(How to complete this task): The answer must be a single number: the count of lines in the records below that contain the word "CliError".

[Opening Extracted records section]

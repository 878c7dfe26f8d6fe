use crate::commands::common::{
    normalize_highlight_identifier, open_stores, resolve_highlight, CliContext,
};
use crate::error::CliError;

pub async fn run_delete(ctx: &CliContext, id: &str) -> Result<(), CliError> {
    let normalized_id = normalize_highlight_identifier(id)?;
    let stores = open_stores(ctx)?;
    let highlight = resolve_highlight(&normalized_id, &stores, &ctx.user_id).await?;

    stores.shared.delete(&ctx.user_id, &highlight.id).await?;
    println!("{}", highlight.id);
    Ok(())
}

[Closing Extracted records section]

(Exercise result): 2